§ **ACTIVITY**
Look through the material below and count the lines with the string "Unexpected". Report only the count.

§ **THE RECORDS**
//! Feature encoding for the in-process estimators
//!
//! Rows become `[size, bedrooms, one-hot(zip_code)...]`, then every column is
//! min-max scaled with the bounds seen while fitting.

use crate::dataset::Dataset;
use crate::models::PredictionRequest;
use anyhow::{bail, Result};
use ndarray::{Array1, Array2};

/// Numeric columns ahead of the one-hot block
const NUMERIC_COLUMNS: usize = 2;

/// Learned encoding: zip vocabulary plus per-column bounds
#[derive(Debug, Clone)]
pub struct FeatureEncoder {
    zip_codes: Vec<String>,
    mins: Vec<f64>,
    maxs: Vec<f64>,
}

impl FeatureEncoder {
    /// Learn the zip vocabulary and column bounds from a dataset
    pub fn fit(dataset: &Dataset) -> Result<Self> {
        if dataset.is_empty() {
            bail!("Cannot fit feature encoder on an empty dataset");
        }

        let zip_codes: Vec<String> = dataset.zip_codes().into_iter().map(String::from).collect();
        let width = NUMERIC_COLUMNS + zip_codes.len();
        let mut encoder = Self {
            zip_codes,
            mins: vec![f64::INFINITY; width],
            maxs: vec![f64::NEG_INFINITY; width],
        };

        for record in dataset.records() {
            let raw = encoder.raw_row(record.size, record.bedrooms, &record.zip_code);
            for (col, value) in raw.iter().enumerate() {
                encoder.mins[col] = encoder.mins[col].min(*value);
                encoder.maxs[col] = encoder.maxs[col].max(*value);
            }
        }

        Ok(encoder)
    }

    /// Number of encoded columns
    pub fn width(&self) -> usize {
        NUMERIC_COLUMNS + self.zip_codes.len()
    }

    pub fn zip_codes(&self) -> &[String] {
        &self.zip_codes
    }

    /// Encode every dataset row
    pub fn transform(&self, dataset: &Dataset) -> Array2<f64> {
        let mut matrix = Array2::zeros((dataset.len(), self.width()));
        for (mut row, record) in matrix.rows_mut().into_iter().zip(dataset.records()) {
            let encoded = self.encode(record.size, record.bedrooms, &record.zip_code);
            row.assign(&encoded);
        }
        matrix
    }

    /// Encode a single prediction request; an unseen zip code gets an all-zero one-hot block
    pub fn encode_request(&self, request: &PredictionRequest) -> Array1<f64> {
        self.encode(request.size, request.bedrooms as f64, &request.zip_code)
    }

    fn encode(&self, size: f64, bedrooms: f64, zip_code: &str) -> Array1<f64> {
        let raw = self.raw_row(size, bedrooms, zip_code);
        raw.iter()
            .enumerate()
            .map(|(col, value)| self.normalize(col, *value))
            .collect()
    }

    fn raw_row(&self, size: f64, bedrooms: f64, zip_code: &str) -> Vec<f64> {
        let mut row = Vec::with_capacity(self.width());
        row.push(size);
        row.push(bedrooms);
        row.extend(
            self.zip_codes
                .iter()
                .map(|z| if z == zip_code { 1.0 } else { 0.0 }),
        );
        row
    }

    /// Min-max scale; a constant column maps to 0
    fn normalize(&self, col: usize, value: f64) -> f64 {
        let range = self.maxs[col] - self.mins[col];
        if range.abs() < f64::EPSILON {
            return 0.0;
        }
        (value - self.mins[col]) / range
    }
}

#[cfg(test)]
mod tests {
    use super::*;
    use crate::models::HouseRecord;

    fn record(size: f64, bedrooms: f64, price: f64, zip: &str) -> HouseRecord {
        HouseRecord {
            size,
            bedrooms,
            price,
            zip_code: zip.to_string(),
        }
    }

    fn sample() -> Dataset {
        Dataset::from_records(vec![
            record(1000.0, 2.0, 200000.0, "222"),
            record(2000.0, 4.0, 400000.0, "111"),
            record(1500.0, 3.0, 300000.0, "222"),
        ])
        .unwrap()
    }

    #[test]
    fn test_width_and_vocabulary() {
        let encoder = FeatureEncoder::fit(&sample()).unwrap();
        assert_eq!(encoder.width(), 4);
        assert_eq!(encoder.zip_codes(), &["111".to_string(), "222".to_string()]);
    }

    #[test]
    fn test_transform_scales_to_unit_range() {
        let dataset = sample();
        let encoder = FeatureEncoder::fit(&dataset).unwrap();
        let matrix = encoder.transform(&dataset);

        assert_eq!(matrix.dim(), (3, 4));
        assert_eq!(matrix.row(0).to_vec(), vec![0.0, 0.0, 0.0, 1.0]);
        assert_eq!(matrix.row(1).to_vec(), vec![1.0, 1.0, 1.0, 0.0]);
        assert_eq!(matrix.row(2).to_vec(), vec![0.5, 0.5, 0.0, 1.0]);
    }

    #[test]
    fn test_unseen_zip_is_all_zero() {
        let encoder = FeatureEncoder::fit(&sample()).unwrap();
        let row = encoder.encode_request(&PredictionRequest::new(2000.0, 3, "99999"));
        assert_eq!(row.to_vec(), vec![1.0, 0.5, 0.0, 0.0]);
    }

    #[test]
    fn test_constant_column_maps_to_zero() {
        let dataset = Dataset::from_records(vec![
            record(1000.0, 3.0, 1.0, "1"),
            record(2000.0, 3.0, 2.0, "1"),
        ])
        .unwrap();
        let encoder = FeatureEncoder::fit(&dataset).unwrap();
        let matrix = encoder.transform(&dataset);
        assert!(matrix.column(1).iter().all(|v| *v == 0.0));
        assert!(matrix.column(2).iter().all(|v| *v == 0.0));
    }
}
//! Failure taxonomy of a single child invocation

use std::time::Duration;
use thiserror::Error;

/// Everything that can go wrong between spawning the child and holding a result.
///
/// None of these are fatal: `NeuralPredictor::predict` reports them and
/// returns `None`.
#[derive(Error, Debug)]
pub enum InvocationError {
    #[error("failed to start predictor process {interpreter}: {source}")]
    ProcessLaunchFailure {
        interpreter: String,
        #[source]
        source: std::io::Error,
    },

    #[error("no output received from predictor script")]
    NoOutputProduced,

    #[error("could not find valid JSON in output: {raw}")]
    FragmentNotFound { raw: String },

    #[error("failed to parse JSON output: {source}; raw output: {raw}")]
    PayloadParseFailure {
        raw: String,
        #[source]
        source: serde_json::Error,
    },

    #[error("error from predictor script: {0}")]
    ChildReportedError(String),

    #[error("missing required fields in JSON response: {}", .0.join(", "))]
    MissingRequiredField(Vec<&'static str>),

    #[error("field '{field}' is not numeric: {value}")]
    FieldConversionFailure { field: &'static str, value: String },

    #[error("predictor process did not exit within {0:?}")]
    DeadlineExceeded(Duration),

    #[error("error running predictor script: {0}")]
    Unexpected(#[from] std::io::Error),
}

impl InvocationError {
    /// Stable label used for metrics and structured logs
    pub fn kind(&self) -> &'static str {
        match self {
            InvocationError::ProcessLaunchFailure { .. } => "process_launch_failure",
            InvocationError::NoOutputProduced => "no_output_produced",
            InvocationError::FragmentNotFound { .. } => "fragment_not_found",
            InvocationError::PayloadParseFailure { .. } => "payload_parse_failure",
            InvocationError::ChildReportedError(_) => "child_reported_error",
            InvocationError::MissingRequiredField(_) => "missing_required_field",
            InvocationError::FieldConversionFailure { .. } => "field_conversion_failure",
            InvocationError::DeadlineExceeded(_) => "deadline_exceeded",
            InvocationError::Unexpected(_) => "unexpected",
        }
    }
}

* * *

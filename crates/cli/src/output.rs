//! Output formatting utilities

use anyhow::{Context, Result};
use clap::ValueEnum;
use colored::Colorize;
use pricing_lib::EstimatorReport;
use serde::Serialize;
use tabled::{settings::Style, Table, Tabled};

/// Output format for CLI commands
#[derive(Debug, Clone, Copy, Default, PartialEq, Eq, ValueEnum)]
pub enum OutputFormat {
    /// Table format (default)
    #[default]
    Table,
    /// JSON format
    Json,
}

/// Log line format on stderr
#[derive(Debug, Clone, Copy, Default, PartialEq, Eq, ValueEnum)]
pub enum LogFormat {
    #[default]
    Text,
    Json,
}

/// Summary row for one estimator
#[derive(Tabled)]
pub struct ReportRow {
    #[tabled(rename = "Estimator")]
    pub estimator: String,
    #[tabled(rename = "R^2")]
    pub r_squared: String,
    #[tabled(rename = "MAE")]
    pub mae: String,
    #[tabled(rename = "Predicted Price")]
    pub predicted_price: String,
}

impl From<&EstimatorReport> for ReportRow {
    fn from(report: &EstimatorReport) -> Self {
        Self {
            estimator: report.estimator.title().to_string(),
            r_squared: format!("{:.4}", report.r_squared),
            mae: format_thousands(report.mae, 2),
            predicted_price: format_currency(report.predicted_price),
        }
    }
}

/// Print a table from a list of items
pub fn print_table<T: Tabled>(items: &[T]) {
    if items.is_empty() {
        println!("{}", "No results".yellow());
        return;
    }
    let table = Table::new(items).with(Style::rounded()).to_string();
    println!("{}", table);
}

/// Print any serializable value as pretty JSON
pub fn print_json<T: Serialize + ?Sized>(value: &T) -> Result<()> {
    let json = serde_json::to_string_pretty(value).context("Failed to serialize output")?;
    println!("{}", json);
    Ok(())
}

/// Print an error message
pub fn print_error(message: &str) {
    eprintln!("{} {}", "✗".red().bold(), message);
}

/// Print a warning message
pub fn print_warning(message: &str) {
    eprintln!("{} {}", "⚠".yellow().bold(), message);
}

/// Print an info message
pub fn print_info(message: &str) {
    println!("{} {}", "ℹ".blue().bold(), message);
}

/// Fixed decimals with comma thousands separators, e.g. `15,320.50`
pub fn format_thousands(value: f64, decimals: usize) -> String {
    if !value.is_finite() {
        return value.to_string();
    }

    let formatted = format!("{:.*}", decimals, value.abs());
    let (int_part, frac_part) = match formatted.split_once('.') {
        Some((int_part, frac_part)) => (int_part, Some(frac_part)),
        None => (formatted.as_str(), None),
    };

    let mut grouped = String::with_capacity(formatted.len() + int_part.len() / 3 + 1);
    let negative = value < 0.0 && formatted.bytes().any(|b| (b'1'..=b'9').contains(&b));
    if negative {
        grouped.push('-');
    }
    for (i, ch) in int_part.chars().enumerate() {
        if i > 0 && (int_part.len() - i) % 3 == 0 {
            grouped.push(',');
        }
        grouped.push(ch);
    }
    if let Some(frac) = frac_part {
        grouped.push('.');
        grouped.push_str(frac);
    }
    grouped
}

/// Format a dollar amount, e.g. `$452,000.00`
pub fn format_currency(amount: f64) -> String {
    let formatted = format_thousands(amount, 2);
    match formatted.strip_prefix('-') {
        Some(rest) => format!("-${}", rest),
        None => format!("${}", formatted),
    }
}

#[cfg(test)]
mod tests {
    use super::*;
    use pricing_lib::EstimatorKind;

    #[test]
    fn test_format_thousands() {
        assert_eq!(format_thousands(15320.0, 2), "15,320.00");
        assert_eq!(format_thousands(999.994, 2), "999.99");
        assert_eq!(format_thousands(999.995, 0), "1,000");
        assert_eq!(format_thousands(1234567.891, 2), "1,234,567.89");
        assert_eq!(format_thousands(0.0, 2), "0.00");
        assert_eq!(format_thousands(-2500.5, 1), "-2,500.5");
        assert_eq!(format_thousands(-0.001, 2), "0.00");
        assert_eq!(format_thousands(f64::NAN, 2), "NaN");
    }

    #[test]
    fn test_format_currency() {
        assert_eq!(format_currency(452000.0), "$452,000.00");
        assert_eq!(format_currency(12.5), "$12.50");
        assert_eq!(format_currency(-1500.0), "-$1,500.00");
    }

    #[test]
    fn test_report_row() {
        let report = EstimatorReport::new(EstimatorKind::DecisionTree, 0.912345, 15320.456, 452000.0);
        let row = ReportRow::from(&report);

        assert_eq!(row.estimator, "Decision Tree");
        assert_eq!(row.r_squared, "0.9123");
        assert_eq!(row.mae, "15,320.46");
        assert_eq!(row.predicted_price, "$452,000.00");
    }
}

--

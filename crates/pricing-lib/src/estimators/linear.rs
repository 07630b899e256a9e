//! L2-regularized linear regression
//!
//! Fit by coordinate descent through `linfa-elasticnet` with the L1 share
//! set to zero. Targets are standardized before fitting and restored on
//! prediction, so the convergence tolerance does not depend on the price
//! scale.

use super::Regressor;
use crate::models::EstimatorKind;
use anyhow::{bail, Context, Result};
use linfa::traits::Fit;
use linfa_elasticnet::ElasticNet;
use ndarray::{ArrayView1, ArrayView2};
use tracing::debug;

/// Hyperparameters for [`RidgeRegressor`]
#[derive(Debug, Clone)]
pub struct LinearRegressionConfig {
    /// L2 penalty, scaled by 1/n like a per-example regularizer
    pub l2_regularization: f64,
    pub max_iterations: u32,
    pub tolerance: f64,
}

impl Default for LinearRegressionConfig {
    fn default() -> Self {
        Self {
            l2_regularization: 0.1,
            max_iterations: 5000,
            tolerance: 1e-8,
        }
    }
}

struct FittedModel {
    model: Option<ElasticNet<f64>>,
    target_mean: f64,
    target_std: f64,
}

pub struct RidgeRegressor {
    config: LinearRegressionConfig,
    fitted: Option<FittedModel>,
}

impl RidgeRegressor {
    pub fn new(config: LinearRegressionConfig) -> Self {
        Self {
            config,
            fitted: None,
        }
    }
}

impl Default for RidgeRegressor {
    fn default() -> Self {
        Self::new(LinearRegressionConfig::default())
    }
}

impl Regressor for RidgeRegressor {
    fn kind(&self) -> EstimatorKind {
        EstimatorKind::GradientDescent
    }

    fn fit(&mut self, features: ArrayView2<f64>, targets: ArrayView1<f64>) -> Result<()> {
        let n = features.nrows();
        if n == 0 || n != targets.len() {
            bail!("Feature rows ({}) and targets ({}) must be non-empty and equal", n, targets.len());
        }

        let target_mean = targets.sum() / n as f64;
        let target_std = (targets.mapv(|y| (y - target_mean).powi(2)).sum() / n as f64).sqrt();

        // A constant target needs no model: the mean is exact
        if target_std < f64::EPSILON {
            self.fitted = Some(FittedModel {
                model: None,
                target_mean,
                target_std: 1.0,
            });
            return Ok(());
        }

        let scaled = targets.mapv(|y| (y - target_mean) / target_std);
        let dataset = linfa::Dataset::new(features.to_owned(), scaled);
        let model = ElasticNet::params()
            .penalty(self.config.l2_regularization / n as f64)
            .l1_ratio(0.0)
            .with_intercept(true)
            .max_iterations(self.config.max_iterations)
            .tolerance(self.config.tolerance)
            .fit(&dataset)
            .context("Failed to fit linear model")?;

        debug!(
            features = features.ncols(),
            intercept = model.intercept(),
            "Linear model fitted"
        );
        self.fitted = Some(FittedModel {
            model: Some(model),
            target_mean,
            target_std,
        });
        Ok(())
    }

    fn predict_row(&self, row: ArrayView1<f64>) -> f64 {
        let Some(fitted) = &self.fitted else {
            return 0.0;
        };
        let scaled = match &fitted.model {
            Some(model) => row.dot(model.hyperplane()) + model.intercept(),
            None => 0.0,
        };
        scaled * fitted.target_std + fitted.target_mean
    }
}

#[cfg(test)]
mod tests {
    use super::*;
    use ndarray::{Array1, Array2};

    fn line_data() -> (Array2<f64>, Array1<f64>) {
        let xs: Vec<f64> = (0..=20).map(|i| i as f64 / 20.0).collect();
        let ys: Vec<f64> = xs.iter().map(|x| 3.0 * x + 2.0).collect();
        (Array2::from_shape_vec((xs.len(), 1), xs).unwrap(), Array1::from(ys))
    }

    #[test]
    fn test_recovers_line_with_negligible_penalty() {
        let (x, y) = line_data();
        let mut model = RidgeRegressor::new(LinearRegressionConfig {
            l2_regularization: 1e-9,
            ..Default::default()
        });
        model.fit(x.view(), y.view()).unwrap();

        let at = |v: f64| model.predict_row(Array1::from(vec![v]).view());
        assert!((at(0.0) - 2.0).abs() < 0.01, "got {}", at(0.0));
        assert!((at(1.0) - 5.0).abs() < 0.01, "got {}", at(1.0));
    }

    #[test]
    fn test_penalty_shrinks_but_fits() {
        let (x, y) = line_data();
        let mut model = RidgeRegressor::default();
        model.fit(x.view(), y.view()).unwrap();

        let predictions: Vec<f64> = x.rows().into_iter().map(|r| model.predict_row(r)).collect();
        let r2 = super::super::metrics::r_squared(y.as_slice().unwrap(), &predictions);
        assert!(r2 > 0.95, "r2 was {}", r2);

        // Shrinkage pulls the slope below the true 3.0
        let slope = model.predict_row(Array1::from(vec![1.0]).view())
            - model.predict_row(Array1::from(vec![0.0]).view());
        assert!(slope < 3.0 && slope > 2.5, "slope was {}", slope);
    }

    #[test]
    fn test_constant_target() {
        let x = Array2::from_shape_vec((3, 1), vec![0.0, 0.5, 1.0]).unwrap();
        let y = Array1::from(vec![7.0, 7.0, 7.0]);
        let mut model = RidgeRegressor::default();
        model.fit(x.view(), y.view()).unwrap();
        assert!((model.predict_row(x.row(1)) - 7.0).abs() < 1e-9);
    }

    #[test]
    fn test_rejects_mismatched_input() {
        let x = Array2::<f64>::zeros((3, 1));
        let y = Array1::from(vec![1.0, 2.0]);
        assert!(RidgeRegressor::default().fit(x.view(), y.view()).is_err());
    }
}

§ **WRITTEN ANSWER**
2